The Church deliberately puts All Souls Day right next to All Saint’s Day.
Yesterday, we remembered the Saints already in heaven; today, we’re praying for the dead
on their way to heaven.
The key is: On their way …
When we think of our relatives, friends, fellow monks …
they died like us … humans.. with all their bruises and scars,
with all their weaknesses and failings…
not evil, their souls condemned to hell,
but realistically, even though they died in God’s friendship,
still stained by the selfishness and sins of this life,
rendering them unworthy of entering immediately into heaven;
they’re in an intermediate state, a state of purification after death,
a purification that will achieve the holiness necessary to enter heaven.

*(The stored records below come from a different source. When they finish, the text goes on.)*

use nalgebra::{DMatrix, RealField, UnitQuaternion, Vector3, Vector4};
use spatial_algebra::{MotionVector, Transform};
use std::collections::HashMap;

use crate::{RobotModelErrors, batch::JointBatch, model::RobotModel};

/// Position and orientation of a link frame in the base frame.
#[derive(Debug, Clone, Copy, PartialEq)]
pub struct Pose<T: RealField + Copy> {
    pub translation: Vector3<T>,
    pub rotation: UnitQuaternion<T>,
}

impl<T> Pose<T>
where
    T: RealField + Copy,
{
    pub fn new(translation: Vector3<T>, rotation: UnitQuaternion<T>) -> Self {
        Self {
            translation,
            rotation,
        }
    }

    pub fn from_transform(transform: &Transform<T>) -> Self {
        Self::new(transform.translation, transform.quaternion())
    }

    pub fn transform(&self) -> Transform<T> {
        Transform::new(
            self.rotation.to_rotation_matrix().into_inner(),
            self.translation,
        )
    }

    /// Quaternion coordinates ordered x, y, z, w.
    pub fn quaternion_xyzw(&self) -> Vector4<T> {
        self.rotation.quaternion().coords
    }
}

/// How forward kinematics walks the tree.
#[derive(Debug, Clone, Copy, Default, PartialEq, Eq)]
pub enum Traversal {
    /// One pass over the links in index order, uniform over the batch.
    #[default]
    Sweep,
    /// Recursion from the base through child names, pruned to the queried link.
    Recursive,
}

fn joint_column<T: RealField + Copy>(rows: &DMatrix<T>, dof: Option<usize>) -> Vec<T> {
    match dof {
        Some(dof) => rows.column(dof).iter().copied().collect(),
        None => vec![T::zero(); rows.nrows()],
    }
}

fn row_of<T: RealField + Copy>(rows: &DMatrix<T>, row: usize) -> Vec<T> {
    rows.row(row).iter().copied().collect()
}

impl<T> RobotModel<T>
where
    T: RealField + Copy,
{
    /// Overwrites the joint state, pose and velocity of every link.
    pub fn update_state<Q: JointBatch<T>>(&mut self, q: &Q, qd: &Q) -> Result<(), RobotModelErrors> {
        let q = self.rows("q", q)?;
        let qd = self.rows_like("qd", qd, &q)?;
        self.resolve_parameters();
        self.propagate_state(&q, &qd);
        Ok(())
    }

    /// Poses of a link from the last state update, one per batch row.
    pub fn link_poses(&self, link: &str) -> Result<&[Transform<T>], RobotModelErrors> {
        Ok(&self.links[self.link_index(link)?].cache.pose)
    }

    /// Spatial velocities of a link in its own frame from the last state update.
    pub fn link_velocities(&self, link: &str) -> Result<&[MotionVector<T>], RobotModelErrors> {
        Ok(&self.links[self.link_index(link)?].cache.v)
    }

    /// Ordered sweep over the tree. Expects resolved parameters.
    pub(crate) fn propagate_state(&mut self, q: &DMatrix<T>, qd: &DMatrix<T>) {
        let batch = q.nrows();

        let root = &mut self.links[0].cache;
        root.q = vec![T::zero(); batch];
        root.qd = vec![T::zero(); batch];
        root.joint_pose = vec![Transform::identity(); batch];
        root.pose = vec![Transform::identity(); batch];
        root.vj = vec![MotionVector::zeros(); batch];
        root.v = vec![MotionVector::zeros(); batch];

        for i in 1..self.links.len() {
            let (before, after) = self.links.split_at_mut(i);
            let link = &mut after[0];
            let Some(parent) = link.parent.map(|p| &before[p]) else {
                continue;
            };

            let q = joint_column(q, link.dof);
            let qd = joint_column(qd, link.dof);

            let joint_pose: Vec<_> = q.iter().map(|&q| link.joint_pose(q)).collect();
            let pose = parent
                .cache
                .pose
                .iter()
                .zip(&joint_pose)
                .map(|(parent_pose, joint_pose)| *parent_pose * *joint_pose)
                .collect();
            let vj: Vec<_> = qd.iter().map(|&qd| link.joint.velocity(qd)).collect();
            let v = parent
                .cache
                .v
                .iter()
                .zip(&joint_pose)
                .zip(&vj)
                .map(|((v_parent, joint_pose), vj)| joint_pose.inv() * *v_parent + *vj)
                .collect();

            let cache = &mut link.cache;
            cache.q = q;
            cache.qd = qd;
            cache.joint_pose = joint_pose;
            cache.pose = pose;
            cache.vj = vj;
            cache.v = v;
        }
    }

    /// Pose of `target` for one configuration row, composed along its parent chain.
    /// Reads only resolved parameters, never the per call state.
    pub(crate) fn chain_pose(&self, row: &[T], target: usize) -> Transform<T> {
        let mut pose = Transform::identity();
        let mut current = target;
        while let Some(parent) = self.links[current].parent {
            let link = &self.links[current];
            pose = link.joint_pose(link.joint_value(row)) * pose;
            current = parent;
        }
        pose
    }

    fn recurse(
        &self,
        name: &str,
        parent_pose: &Transform<T>,
        row: &[T],
        target: Option<usize>,
        poses: &mut HashMap<String, Transform<T>>,
    ) {
        let Some(&index) = self.names.get(name) else {
            return;
        };
        let link = &self.links[index];
        let pose = match link.parent {
            Some(_) => *parent_pose * link.joint_pose(link.joint_value(row)),
            None => Transform::identity(),
        };
        poses.insert(link.name.clone(), pose);

        for &child in &link.children {
            if target.is_none_or(|target| self.is_ancestor_or_self(child, target)) {
                self.recurse(&self.links[child].name, &pose, row, target, poses);
            }
        }
    }

    fn recursive_poses(
        &self,
        row: &[T],
        target: Option<usize>,
    ) -> HashMap<String, Transform<T>> {
        let mut poses = HashMap::new();
        self.recurse(&self.links[0].name, &Transform::identity(), row, target, &mut poses);
        poses
    }

    pub fn forward_kinematics<Q: JointBatch<T>>(
        &mut self,
        q: &Q,
        link: &str,
    ) -> Result<Q::Each<Pose<T>>, RobotModelErrors> {
        self.forward_kinematics_with(q, link, Traversal::Sweep)
    }

    pub fn forward_kinematics_with<Q: JointBatch<T>>(
        &mut self,
        q: &Q,
        link: &str,
        traversal: Traversal,
    ) -> Result<Q::Each<Pose<T>>, RobotModelErrors> {
        let target = self.link_index(link)?;
        let q = self.rows("q", q)?;
        self.resolve_parameters();

        let poses: Vec<Pose<T>> = match traversal {
            Traversal::Sweep => {
                let qd = DMatrix::zeros(q.nrows(), q.ncols());
                self.propagate_state(&q, &qd);
                self.links[target]
                    .cache
                    .pose
                    .iter()
                    .map(Pose::from_transform)
                    .collect()
            }
            Traversal::Recursive => (0..q.nrows())
                .map(|b| {
                    let poses = self.recursive_poses(&row_of(&q, b), Some(target));
                    poses
                        .get(link)
                        .map(Pose::from_transform)
                        .ok_or_else(|| RobotModelErrors::LinkNotFound(link.to_string()))
                })
                .collect::<Result<Vec<_>, _>>()?,
        };
        Ok(Q::from_each(poses))
    }

    /// Poses of every link keyed by link name.
    pub fn forward_kinematics_all_links<Q: JointBatch<T>>(
        &mut self,
        q: &Q,
        traversal: Traversal,
    ) -> Result<HashMap<String, Q::Each<Pose<T>>>, RobotModelErrors> {
        let q = self.rows("q", q)?;
        self.resolve_parameters();

        let mut per_link: HashMap<String, Vec<Pose<T>>> = HashMap::new();
        match traversal {
            Traversal::Sweep => {
                let qd = DMatrix::zeros(q.nrows(), q.ncols());
                self.propagate_state(&q, &qd);
                for link in &self.links {
                    let poses = link.cache.pose.iter().map(Pose::from_transform).collect();
                    per_link.insert(link.name.clone(), poses);
                }
            }
            Traversal::Recursive => {
                for b in 0..q.nrows() {
                    for (name, pose) in self.recursive_poses(&row_of(&q, b), None) {
                        per_link
                            .entry(name)
                            .or_default()
                            .push(Pose::from_transform(&pose));
                    }
                }
            }
        }
        Ok(per_link
            .into_iter()
            .map(|(name, poses)| (name, Q::from_each(poses)))
            .collect())
    }
}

All Souls is a day that takes us back to our roots,
a day of memory, of hope, reminding each of us to expect the mercy and love of Christ.
A day that says: No matter what else changes, never lose your memories as a family, a people,
never lose hope that Christ will accompany us,
that He … the Resurrection and the Life … will be there, waiting with so much love.
Today is our best reminder in the Church year …
How many saints have said:
“All those we’ve known and loved, the ones now our ‘faithful departed’ …
let us not hesitate to help them by offering our prayers for them.”